Dataset entries:

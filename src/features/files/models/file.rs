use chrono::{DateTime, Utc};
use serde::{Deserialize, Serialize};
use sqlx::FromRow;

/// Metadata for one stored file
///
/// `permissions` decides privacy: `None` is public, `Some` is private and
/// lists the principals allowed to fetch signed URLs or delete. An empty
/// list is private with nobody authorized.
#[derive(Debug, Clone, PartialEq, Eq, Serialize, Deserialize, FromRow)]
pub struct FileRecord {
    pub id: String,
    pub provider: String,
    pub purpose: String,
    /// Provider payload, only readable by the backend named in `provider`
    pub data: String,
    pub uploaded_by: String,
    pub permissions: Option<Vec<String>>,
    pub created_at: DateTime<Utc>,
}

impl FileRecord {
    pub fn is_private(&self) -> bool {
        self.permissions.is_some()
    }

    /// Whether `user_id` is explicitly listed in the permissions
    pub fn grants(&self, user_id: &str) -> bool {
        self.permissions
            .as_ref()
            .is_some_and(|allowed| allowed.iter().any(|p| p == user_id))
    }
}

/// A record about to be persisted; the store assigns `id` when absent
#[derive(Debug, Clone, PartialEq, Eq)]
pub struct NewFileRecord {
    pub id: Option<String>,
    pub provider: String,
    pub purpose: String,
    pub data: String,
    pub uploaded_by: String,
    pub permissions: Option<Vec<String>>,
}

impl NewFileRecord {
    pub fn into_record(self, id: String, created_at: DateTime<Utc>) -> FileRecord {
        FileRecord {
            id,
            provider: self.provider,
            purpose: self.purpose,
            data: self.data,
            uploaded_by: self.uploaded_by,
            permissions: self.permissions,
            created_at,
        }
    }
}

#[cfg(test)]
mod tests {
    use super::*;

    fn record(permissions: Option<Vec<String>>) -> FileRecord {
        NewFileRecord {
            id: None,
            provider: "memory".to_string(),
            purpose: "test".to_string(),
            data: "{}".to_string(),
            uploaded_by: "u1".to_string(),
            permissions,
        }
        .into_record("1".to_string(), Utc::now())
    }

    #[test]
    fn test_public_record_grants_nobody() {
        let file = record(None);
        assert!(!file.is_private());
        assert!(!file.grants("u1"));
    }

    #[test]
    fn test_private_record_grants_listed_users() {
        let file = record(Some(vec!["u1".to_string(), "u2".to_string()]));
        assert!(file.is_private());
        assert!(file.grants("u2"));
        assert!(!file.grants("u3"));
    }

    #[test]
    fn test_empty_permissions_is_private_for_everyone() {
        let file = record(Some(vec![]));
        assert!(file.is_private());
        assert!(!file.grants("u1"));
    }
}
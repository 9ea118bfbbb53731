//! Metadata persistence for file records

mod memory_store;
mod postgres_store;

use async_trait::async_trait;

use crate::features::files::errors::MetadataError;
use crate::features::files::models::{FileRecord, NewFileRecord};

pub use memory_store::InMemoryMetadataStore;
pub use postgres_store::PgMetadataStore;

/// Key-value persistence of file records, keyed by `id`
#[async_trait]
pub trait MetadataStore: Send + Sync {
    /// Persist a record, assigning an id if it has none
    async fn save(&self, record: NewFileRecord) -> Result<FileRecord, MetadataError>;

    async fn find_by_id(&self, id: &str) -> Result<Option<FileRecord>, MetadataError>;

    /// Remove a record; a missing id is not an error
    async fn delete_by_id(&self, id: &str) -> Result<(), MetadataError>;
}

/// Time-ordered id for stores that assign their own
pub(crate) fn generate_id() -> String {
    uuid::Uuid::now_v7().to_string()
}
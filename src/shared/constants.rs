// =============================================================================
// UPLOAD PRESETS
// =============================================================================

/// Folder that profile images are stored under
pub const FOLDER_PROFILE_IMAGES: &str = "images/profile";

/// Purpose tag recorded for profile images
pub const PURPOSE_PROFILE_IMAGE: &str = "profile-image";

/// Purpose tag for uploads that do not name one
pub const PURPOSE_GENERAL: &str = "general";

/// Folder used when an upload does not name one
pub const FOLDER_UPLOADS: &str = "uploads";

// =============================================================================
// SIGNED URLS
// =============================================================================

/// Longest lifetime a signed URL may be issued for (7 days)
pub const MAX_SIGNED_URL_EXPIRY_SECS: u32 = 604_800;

==

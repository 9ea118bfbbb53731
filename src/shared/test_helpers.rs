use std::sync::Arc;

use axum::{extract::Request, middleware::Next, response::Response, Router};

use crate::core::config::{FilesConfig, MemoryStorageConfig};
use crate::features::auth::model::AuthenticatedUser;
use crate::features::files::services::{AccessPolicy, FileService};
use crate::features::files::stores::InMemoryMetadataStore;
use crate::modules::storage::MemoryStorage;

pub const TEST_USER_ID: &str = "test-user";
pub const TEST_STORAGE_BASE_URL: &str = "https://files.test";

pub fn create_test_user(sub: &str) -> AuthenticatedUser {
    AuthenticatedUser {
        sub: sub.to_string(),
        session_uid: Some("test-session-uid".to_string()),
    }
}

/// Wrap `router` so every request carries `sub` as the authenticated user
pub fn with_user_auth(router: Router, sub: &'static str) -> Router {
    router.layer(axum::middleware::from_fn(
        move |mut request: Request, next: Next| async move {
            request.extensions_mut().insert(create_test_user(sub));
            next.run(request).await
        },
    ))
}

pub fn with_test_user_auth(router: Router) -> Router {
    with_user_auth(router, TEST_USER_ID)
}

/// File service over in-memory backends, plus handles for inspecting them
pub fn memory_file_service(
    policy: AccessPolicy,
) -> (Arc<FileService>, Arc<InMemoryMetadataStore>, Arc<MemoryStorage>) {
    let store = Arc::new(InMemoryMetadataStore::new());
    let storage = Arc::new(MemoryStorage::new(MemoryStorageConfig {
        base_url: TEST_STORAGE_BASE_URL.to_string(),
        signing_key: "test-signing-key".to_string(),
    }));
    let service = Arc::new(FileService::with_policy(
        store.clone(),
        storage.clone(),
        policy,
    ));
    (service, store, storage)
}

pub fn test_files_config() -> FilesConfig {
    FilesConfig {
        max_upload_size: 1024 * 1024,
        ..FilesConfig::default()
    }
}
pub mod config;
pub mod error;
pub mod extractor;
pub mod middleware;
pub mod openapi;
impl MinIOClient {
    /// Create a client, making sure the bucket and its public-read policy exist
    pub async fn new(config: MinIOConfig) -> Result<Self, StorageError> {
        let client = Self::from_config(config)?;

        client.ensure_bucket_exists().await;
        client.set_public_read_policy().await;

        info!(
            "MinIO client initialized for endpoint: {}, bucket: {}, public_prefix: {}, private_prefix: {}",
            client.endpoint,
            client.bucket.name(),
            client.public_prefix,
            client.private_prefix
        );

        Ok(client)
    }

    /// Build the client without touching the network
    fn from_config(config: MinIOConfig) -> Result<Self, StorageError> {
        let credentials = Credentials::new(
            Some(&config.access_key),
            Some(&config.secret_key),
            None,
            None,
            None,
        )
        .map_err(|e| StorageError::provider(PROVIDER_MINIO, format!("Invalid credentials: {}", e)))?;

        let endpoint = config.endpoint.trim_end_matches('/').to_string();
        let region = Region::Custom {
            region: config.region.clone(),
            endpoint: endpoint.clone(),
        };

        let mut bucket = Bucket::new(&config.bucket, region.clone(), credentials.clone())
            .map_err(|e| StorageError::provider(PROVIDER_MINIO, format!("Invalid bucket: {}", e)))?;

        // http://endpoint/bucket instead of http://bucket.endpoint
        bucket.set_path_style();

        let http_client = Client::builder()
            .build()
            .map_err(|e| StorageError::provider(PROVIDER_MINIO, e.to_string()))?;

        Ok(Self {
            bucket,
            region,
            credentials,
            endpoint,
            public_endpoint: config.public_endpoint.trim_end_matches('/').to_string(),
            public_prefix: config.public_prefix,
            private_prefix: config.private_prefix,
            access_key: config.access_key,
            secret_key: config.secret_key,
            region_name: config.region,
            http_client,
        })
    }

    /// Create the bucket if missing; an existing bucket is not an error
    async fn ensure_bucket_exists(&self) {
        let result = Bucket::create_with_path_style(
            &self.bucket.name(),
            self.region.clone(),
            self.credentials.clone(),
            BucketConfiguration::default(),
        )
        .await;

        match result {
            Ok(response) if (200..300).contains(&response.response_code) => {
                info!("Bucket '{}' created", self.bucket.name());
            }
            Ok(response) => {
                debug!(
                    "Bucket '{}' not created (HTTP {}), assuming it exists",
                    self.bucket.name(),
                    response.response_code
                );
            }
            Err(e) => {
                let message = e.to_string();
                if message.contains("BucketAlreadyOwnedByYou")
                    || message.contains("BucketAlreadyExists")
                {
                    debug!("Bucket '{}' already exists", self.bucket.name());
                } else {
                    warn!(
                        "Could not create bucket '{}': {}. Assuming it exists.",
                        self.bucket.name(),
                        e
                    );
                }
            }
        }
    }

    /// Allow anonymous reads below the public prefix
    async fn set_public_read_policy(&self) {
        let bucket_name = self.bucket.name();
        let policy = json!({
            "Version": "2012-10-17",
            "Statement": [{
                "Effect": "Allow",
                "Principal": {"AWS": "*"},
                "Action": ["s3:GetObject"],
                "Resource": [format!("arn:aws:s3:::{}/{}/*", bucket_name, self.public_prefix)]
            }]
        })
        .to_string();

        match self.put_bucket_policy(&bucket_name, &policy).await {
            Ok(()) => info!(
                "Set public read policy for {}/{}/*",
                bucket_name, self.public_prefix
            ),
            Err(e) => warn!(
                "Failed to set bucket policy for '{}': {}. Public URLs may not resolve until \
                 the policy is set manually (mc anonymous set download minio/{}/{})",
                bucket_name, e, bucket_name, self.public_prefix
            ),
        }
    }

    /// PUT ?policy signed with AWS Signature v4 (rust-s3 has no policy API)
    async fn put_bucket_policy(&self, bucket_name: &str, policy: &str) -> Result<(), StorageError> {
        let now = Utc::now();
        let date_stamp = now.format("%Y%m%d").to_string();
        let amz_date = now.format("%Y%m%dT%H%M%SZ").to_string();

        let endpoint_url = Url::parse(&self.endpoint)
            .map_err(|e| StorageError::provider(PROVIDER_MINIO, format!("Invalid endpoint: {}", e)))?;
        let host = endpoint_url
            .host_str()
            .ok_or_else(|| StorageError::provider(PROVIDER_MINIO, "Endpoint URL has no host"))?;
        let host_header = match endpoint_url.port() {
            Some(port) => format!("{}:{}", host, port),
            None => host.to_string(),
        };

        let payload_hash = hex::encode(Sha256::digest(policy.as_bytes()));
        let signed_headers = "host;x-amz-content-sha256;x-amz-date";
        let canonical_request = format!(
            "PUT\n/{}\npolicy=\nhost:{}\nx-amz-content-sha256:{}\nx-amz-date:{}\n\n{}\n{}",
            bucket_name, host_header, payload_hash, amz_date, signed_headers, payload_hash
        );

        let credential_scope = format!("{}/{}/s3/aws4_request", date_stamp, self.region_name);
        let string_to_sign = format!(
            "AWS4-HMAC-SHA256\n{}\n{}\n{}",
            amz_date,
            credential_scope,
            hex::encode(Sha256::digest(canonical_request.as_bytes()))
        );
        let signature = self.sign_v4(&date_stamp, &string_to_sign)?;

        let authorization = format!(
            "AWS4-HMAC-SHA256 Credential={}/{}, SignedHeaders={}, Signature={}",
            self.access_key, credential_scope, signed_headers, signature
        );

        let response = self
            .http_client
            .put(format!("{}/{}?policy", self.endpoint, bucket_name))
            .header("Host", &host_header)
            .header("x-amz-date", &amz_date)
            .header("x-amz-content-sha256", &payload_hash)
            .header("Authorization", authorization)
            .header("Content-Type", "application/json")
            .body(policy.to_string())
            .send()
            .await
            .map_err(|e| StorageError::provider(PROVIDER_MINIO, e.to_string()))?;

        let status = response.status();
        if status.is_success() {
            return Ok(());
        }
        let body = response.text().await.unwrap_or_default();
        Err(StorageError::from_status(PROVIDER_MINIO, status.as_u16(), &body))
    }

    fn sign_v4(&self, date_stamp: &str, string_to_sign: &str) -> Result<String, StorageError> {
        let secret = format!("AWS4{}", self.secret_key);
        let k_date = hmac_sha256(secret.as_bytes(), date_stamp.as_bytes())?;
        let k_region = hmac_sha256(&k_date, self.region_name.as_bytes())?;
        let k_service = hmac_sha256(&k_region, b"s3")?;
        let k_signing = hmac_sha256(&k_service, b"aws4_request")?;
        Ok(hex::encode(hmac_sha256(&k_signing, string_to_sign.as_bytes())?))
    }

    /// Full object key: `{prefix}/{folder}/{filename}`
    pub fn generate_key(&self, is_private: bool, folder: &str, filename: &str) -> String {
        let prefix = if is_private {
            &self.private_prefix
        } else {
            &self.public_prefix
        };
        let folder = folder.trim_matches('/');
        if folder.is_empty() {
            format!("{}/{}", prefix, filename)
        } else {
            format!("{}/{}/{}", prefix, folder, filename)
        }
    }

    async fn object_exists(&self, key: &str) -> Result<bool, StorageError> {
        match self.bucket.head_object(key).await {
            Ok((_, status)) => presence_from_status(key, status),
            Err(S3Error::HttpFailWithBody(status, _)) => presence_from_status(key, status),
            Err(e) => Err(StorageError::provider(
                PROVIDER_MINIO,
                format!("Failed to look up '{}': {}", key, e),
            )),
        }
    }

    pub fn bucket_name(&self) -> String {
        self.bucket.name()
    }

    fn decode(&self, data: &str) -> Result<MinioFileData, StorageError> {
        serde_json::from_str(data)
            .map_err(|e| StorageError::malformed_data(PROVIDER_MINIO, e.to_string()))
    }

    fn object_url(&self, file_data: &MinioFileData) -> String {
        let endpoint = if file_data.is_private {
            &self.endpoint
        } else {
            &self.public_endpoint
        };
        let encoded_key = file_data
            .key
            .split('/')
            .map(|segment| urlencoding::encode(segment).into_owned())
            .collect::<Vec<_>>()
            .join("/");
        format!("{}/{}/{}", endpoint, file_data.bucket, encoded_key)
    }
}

--

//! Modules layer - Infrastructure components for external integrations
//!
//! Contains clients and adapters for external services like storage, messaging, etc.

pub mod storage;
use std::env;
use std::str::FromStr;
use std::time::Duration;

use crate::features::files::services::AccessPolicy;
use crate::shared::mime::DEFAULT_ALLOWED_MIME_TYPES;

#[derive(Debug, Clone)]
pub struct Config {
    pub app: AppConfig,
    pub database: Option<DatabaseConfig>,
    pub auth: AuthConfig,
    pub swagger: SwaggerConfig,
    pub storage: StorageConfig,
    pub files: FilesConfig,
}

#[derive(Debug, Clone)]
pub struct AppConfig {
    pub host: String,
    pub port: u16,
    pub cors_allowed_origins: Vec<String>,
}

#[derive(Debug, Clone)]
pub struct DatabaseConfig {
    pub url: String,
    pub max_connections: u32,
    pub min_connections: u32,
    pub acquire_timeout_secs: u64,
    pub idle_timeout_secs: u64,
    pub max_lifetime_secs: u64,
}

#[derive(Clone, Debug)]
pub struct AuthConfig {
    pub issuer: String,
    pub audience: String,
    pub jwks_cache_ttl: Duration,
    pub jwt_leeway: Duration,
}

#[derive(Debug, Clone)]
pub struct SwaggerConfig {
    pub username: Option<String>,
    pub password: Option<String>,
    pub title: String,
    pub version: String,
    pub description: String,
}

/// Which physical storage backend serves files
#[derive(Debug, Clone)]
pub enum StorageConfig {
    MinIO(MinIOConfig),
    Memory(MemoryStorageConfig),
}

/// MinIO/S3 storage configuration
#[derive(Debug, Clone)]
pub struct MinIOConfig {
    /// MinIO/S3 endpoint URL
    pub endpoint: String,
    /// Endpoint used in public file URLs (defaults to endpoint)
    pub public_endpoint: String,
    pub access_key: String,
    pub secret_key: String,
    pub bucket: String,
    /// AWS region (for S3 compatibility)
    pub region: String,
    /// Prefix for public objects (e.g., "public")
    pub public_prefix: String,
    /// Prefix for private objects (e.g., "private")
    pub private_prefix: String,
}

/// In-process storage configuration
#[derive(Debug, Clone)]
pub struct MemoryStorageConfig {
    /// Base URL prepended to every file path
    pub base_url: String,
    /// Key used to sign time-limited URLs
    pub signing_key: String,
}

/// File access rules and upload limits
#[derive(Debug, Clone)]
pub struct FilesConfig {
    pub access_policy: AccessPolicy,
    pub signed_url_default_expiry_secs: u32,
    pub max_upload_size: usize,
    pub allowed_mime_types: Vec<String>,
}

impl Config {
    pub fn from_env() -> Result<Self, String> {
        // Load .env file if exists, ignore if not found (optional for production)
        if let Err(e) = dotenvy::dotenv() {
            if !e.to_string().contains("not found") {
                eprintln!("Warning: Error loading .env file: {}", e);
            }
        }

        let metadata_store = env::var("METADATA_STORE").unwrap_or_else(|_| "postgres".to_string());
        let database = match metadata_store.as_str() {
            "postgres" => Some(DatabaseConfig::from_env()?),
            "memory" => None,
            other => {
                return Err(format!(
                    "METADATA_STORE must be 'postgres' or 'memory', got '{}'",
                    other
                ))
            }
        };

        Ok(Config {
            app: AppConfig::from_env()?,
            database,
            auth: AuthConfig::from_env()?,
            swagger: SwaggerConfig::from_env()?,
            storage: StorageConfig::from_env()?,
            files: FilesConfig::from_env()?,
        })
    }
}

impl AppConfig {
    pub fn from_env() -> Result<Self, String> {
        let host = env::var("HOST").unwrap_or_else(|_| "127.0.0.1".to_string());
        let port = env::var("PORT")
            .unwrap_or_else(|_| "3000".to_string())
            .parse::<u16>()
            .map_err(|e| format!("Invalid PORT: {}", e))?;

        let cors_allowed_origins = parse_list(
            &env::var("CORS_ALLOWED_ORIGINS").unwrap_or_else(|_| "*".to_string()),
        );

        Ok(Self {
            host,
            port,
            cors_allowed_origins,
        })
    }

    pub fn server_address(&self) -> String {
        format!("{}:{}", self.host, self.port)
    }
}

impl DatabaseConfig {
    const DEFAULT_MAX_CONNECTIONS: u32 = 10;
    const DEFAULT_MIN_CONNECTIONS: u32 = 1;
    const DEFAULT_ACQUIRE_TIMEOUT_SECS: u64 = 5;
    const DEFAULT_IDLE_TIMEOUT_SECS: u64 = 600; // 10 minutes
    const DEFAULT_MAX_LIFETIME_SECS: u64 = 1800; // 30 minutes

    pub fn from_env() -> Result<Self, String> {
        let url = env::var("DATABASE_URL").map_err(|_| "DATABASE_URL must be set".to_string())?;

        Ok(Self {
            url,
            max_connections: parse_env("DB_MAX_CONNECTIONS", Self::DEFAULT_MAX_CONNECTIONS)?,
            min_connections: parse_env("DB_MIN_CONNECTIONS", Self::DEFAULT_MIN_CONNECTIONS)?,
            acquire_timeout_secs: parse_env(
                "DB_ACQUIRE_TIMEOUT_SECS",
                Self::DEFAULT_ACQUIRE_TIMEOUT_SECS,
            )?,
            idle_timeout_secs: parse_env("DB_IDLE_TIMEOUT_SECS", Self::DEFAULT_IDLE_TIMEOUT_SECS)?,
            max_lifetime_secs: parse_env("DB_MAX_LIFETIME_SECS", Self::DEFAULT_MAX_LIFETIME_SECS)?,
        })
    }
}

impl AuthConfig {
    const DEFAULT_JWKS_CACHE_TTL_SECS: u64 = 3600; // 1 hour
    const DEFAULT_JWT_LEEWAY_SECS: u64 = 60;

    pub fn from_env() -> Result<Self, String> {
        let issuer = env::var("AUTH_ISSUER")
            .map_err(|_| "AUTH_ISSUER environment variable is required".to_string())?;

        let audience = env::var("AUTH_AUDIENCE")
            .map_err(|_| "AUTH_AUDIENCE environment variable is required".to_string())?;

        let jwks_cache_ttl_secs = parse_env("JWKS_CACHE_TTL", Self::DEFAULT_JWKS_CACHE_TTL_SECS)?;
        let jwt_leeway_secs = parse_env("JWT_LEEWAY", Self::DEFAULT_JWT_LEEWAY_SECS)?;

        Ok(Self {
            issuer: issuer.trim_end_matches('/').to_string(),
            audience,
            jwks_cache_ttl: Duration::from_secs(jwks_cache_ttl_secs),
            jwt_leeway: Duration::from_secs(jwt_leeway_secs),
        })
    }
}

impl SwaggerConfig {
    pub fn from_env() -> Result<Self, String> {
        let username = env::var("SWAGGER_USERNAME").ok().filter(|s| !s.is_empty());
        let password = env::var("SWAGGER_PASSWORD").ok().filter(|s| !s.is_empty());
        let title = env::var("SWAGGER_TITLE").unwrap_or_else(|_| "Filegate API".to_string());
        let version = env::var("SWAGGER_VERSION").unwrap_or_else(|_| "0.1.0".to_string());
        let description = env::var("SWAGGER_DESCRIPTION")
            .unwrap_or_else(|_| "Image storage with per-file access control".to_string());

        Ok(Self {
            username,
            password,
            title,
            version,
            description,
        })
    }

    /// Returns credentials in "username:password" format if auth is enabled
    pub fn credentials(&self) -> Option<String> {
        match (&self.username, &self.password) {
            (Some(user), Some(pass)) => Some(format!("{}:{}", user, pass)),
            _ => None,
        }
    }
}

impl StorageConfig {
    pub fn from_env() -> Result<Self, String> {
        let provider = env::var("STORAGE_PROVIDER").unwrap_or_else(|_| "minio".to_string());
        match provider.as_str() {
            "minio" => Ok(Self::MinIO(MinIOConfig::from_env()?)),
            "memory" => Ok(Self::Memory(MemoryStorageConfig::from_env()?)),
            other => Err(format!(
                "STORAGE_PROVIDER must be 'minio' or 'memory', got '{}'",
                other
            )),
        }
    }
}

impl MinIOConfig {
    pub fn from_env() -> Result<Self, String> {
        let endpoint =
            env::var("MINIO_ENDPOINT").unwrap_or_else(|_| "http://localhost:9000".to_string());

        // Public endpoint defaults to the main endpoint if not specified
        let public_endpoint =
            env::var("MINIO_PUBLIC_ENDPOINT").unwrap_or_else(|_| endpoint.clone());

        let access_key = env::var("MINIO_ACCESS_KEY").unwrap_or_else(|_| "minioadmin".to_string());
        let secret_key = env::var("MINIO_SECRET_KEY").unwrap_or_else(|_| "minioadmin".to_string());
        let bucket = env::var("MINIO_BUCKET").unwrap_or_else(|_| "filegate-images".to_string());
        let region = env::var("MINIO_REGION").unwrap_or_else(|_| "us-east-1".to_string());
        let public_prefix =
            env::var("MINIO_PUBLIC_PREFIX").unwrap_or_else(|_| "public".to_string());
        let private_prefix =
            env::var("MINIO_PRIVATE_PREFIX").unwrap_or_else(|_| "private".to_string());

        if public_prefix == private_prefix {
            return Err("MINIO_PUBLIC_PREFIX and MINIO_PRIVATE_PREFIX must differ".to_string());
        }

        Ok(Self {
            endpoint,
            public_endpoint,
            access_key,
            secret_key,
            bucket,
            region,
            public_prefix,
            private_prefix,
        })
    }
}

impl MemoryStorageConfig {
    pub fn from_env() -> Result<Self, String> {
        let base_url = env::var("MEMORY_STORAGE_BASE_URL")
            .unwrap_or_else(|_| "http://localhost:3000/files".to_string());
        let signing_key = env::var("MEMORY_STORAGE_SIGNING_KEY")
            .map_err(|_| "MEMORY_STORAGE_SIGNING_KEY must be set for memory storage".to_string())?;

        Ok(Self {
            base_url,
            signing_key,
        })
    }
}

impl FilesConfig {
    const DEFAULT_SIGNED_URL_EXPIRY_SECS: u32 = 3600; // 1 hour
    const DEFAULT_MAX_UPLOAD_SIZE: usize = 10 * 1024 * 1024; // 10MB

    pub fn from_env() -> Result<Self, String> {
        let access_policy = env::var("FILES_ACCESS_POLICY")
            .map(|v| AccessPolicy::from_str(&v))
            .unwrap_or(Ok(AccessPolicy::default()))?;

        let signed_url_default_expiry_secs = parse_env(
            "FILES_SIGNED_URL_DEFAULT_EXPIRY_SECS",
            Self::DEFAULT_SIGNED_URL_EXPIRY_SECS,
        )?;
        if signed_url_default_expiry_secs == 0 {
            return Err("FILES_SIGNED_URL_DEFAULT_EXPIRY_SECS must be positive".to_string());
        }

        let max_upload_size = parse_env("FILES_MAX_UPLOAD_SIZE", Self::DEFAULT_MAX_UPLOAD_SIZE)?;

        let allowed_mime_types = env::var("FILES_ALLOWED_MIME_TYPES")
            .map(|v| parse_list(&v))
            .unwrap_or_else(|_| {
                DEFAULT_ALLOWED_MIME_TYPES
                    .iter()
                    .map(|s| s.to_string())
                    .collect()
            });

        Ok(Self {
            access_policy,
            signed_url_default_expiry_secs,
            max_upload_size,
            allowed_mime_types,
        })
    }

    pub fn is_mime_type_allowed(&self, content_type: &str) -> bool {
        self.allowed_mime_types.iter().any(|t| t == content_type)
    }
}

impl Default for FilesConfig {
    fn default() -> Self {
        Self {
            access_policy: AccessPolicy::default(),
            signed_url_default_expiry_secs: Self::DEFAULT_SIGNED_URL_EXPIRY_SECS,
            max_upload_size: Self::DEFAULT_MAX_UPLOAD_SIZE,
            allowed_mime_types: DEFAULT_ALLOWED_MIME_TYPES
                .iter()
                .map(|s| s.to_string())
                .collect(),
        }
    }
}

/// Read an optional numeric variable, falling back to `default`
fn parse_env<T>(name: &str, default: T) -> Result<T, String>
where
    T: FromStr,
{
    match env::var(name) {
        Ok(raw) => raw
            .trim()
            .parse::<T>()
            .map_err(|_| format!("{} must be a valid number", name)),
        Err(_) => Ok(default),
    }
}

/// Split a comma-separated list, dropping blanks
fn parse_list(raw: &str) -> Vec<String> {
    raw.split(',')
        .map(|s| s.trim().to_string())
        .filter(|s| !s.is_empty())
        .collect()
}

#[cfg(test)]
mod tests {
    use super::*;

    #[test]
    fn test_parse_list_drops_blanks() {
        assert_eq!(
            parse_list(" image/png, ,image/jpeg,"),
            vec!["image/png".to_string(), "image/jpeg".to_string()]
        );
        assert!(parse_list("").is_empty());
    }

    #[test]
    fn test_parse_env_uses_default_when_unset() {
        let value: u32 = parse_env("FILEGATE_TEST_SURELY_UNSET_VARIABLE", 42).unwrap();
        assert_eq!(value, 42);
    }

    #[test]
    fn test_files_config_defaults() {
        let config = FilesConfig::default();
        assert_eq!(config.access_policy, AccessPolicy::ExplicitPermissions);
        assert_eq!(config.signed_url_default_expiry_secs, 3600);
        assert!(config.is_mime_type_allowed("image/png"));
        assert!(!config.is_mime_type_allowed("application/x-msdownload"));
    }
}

**Exercise prompt:** Show all lines from the data above in which the word "missing" appears.

**Answer:**
    /// Remove a record; a missing id is not an error
    /// Create the bucket if missing; an existing bucket is not an error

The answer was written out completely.